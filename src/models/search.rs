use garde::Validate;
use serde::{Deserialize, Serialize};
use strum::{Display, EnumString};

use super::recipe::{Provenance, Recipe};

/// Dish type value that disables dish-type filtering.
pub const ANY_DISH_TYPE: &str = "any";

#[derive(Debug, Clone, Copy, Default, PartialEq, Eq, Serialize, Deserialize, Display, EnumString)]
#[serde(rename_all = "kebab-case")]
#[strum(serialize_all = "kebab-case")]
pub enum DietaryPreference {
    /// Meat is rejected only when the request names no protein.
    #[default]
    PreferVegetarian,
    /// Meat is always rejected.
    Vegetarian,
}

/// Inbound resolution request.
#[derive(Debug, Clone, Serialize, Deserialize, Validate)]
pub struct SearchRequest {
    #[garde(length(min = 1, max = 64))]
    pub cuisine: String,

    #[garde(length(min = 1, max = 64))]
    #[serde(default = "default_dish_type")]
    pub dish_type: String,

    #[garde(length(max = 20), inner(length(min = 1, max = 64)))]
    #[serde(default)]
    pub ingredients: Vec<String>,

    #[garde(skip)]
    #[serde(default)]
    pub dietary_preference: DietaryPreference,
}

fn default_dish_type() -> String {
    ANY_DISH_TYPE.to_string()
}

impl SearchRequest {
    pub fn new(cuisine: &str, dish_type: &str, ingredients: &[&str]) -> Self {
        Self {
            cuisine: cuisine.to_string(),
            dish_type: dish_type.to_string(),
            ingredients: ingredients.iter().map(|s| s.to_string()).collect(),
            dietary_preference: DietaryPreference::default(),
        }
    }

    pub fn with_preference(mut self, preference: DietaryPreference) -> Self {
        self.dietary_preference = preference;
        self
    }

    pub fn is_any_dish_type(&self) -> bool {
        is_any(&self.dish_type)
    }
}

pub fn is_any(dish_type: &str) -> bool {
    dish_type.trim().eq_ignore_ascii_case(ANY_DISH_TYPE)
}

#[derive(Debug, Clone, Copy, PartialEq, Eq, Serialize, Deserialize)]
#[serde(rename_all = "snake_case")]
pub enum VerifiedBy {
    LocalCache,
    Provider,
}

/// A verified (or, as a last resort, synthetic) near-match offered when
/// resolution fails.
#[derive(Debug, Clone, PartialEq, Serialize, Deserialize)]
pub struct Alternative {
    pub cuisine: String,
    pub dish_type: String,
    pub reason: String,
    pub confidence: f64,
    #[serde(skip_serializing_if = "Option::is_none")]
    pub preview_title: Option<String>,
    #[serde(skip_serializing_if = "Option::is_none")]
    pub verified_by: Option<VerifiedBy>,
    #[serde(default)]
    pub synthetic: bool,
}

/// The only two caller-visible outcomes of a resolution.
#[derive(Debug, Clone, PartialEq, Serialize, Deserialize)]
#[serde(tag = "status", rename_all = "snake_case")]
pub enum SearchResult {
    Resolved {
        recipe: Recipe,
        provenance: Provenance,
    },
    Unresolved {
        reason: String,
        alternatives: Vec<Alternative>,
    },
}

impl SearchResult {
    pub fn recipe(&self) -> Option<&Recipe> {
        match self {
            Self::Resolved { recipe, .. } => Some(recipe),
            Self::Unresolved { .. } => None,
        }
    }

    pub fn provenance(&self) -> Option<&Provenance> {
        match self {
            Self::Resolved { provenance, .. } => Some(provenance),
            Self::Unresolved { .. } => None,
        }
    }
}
::::::::
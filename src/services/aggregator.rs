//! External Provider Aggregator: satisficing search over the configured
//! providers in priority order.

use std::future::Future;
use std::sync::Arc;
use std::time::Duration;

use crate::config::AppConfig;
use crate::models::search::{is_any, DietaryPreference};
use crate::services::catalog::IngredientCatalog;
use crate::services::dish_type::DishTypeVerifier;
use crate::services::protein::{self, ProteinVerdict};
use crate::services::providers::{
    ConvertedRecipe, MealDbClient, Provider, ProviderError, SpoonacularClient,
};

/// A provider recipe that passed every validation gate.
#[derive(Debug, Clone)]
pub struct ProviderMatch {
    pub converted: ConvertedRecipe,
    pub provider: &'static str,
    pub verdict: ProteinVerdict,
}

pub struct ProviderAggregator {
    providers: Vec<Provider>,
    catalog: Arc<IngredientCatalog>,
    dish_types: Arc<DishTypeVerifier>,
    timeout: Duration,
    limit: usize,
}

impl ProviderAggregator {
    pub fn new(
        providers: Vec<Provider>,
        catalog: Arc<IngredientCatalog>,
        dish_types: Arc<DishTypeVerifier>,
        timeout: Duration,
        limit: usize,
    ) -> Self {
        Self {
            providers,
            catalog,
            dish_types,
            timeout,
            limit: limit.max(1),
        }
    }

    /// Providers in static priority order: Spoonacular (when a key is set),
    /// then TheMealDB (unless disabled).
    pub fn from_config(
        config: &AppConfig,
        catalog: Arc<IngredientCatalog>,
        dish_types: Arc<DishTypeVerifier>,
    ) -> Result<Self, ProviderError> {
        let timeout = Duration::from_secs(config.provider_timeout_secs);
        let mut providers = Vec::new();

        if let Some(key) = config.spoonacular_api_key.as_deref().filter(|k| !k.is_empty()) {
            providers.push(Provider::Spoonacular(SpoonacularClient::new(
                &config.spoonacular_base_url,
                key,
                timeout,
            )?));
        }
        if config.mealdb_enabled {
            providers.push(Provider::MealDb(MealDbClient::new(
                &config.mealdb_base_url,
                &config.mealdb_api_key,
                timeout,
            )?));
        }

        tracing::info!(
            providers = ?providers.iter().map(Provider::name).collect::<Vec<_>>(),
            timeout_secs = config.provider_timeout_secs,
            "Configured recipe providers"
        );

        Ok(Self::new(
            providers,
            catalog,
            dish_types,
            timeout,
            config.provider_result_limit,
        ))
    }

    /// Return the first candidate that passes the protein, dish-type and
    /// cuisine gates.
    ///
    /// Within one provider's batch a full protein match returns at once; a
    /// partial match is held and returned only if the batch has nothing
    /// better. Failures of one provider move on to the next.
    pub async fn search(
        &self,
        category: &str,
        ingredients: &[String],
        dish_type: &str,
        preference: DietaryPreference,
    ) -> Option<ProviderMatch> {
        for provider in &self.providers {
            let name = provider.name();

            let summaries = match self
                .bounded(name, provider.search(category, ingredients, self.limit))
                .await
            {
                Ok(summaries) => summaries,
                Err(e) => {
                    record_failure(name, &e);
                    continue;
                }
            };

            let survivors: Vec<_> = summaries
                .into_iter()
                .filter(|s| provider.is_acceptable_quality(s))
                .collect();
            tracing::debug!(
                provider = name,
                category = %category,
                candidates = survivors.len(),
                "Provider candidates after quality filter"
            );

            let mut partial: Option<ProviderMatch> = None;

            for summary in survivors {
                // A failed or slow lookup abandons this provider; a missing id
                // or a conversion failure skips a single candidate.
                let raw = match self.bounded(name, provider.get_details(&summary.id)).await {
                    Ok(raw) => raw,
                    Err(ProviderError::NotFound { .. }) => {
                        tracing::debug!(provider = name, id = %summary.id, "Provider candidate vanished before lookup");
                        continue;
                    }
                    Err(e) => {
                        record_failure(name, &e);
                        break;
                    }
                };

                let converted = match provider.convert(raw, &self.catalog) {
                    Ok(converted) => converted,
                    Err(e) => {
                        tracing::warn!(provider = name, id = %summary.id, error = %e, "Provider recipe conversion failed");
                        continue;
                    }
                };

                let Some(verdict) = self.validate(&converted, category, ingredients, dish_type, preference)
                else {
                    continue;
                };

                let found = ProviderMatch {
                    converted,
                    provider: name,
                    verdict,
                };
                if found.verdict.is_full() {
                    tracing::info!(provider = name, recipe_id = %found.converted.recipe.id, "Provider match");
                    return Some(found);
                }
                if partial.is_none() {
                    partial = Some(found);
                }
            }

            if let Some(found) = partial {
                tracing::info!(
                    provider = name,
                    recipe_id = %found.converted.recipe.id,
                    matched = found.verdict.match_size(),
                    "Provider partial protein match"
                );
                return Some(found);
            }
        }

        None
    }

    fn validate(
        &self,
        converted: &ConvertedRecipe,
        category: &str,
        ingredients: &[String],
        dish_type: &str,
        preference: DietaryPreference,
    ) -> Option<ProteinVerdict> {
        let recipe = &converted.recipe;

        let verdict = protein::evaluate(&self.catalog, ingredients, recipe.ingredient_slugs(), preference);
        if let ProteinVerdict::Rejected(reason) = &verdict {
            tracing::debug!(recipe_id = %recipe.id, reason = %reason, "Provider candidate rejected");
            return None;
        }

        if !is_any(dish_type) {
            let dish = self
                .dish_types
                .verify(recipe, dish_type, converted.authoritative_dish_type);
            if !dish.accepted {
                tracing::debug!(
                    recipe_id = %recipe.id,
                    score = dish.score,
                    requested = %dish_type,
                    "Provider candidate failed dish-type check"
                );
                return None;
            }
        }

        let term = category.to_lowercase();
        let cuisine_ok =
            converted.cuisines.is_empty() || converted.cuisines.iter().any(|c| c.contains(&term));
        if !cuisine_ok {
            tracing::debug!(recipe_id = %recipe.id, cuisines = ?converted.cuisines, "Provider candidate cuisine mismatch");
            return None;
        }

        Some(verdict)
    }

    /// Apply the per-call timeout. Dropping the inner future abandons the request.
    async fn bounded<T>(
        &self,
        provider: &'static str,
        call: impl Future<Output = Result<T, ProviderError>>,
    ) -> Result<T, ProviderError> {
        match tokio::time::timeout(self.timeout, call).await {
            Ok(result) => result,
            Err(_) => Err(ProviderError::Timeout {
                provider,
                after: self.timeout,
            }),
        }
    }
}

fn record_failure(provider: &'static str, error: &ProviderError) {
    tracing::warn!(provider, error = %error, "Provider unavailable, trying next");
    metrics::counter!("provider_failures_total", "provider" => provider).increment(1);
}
::::::::
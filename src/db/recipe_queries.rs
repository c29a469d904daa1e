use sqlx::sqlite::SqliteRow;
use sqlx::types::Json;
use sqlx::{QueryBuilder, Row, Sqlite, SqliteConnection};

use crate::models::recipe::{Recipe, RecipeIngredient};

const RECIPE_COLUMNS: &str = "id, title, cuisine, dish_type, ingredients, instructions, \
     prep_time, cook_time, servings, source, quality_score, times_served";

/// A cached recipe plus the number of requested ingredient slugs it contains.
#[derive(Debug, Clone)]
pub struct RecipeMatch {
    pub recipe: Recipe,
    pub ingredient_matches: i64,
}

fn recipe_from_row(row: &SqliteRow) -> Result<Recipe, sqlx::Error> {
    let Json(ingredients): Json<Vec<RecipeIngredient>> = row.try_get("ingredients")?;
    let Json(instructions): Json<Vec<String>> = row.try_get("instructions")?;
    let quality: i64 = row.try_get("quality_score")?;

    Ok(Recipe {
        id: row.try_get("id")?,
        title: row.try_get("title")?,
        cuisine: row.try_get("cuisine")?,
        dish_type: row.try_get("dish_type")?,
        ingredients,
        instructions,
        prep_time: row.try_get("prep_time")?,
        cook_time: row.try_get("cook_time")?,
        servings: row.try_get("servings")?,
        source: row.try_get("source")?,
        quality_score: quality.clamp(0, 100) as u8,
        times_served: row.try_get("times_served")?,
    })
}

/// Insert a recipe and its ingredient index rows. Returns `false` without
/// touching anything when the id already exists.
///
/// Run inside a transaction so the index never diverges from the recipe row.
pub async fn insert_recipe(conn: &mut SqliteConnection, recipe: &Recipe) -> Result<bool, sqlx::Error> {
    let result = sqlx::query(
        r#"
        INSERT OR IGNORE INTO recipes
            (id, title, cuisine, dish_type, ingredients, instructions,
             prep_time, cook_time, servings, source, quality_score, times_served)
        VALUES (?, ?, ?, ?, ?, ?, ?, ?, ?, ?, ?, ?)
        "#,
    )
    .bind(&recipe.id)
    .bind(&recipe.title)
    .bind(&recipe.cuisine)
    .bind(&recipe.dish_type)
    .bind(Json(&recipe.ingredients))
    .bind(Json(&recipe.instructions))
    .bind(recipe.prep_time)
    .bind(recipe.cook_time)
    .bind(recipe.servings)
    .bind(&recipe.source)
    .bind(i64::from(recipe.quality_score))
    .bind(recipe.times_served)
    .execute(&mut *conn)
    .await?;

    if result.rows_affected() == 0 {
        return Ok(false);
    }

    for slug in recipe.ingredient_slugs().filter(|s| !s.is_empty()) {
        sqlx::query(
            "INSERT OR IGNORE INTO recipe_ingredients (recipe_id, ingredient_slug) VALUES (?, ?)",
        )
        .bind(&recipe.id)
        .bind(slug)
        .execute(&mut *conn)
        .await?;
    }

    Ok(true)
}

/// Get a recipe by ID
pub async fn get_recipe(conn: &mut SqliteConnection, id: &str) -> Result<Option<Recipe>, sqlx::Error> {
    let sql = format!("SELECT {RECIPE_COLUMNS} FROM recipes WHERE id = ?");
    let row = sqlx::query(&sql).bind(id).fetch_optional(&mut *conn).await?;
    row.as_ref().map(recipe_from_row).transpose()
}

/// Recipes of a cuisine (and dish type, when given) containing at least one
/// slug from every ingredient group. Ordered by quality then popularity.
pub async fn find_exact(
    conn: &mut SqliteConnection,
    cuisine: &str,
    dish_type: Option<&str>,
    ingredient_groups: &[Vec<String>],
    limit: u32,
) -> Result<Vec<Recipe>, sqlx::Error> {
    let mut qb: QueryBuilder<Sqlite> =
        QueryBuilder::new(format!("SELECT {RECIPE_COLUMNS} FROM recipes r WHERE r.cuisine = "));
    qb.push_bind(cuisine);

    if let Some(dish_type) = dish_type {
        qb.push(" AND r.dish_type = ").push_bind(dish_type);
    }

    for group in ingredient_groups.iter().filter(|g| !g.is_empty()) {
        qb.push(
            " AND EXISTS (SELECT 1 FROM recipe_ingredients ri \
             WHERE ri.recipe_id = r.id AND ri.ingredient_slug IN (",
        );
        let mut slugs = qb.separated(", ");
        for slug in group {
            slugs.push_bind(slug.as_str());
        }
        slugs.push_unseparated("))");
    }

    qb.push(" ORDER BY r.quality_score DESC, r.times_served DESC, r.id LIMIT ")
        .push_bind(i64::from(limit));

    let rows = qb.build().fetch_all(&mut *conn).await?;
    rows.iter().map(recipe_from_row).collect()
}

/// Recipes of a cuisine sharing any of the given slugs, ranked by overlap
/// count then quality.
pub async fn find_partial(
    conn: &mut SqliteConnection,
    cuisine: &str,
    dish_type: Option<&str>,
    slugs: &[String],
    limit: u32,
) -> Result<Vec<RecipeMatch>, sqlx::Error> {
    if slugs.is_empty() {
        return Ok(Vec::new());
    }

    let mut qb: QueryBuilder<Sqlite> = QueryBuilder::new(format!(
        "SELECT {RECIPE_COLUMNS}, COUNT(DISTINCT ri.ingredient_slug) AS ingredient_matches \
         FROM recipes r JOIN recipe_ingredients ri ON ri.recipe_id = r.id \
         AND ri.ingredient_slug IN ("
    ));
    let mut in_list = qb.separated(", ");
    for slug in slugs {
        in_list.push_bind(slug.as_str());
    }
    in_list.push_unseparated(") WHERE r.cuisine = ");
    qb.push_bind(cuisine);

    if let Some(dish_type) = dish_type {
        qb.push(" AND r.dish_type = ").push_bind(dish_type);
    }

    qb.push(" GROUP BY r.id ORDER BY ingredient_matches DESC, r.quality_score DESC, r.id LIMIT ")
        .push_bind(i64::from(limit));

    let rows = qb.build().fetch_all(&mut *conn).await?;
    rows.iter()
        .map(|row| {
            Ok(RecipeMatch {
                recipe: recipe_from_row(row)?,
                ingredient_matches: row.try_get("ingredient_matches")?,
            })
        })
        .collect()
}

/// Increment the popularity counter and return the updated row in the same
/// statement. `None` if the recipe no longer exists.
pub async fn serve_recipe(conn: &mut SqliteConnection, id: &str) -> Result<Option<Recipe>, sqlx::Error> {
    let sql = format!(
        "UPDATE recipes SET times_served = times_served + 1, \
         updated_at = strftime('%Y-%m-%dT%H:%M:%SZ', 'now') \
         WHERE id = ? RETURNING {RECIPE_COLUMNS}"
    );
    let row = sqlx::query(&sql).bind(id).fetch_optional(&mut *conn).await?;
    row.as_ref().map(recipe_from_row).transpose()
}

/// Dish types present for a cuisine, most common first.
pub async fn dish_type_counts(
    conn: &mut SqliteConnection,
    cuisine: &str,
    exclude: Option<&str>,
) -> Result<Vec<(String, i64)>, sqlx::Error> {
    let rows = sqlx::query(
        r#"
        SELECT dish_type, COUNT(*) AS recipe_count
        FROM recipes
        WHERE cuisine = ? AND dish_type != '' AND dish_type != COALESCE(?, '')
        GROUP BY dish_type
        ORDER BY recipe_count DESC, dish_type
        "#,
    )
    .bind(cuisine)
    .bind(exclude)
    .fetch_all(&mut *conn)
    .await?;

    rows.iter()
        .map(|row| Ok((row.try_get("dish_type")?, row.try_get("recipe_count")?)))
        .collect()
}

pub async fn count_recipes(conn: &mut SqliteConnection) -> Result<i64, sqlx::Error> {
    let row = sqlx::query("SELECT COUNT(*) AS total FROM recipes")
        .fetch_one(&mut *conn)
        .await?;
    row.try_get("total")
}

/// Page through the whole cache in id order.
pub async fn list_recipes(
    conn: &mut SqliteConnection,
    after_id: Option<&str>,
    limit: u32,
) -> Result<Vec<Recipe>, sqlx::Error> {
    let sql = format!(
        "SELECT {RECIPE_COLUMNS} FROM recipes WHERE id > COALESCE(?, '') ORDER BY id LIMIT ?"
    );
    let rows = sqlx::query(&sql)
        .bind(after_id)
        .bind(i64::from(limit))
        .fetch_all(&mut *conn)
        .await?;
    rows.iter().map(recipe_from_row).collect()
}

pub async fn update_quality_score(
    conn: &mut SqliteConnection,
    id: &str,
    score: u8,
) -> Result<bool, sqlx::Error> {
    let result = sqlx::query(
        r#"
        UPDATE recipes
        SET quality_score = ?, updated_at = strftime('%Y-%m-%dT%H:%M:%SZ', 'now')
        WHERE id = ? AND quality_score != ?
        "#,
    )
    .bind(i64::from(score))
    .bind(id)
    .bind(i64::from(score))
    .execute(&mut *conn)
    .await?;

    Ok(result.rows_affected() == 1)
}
::::::::
What to do: Throughout the material above, report each line holding the word "inner".

Exercise solution:
    #[garde(length(max = 20), inner(length(min = 1, max = 64)))]
    /// Apply the per-call timeout. Dropping the inner future abandons the request.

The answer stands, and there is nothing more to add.